- Filename extensions: .pkpass, .pkpasses
- Internet media type: application/vnd.apple.pkpass; application/vnd.apple.pkpasses;
- Developed by: Apple
- Extended from: ZIP

= PKPASS =

File format for digital passes

PKPASS is a file format for storage and exchange of digital passes developed by Apple for its Wallet application. Passes can replace physical paper or plastic cards, like a payment card, boarding pass, loyalty card or coupon. The format specification has been published online and this allowed for compatible implementations to be developed for other platforms like Android, Windows and Linux.

== Characteristics ==
The file is a ZIP archive with a filename extension .pkpass containing a set of digitally signed files describing the digital pass. Multiple .pkpass files can be further combined into a single ZIP archive with an extension of .pkpasses in order to combine several digital passes for ease of distribution.
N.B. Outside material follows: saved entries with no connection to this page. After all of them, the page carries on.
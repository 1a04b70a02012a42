//! Data Transfer Objects for REST request/response serialization.
//!
//! Field names are camelCase on the wire. Request bodies are validated into
//! domain value types here, before anything reaches the engine.

pub mod common_dto;
pub mod event_dto;
pub mod registration_dto;

pub use common_dto::*;
pub use event_dto::*;
pub use registration_dto::*;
The file contents of a sample PKPASS file might look like this:

- icon.png
- icon@2x.png
- pass.json
- manifest.json
- signature
- en.lproj/
  - logo.png
  - logo@2x.png
  - pass.strings
- ru.lproj/
  - logo.png
  - logo@2x.png
  - pass.strings

icon.png is the digital pass icon. logo.png is displayed at the top left of the rendered pass.

Localized resources - like images and strings - are stored in subfolders named like this: <language_identifier>-<region_identifier>.lproj

The file pass.json is a JSON formatted dictionary describing the digital pass.

manifest.json contains a JSON dictionary containing SHA-1 hashes for all files except the manifest itself and the signature.

signature contains a PKCS #7 signature of the manifest file thus effectively signing all files in the bundle.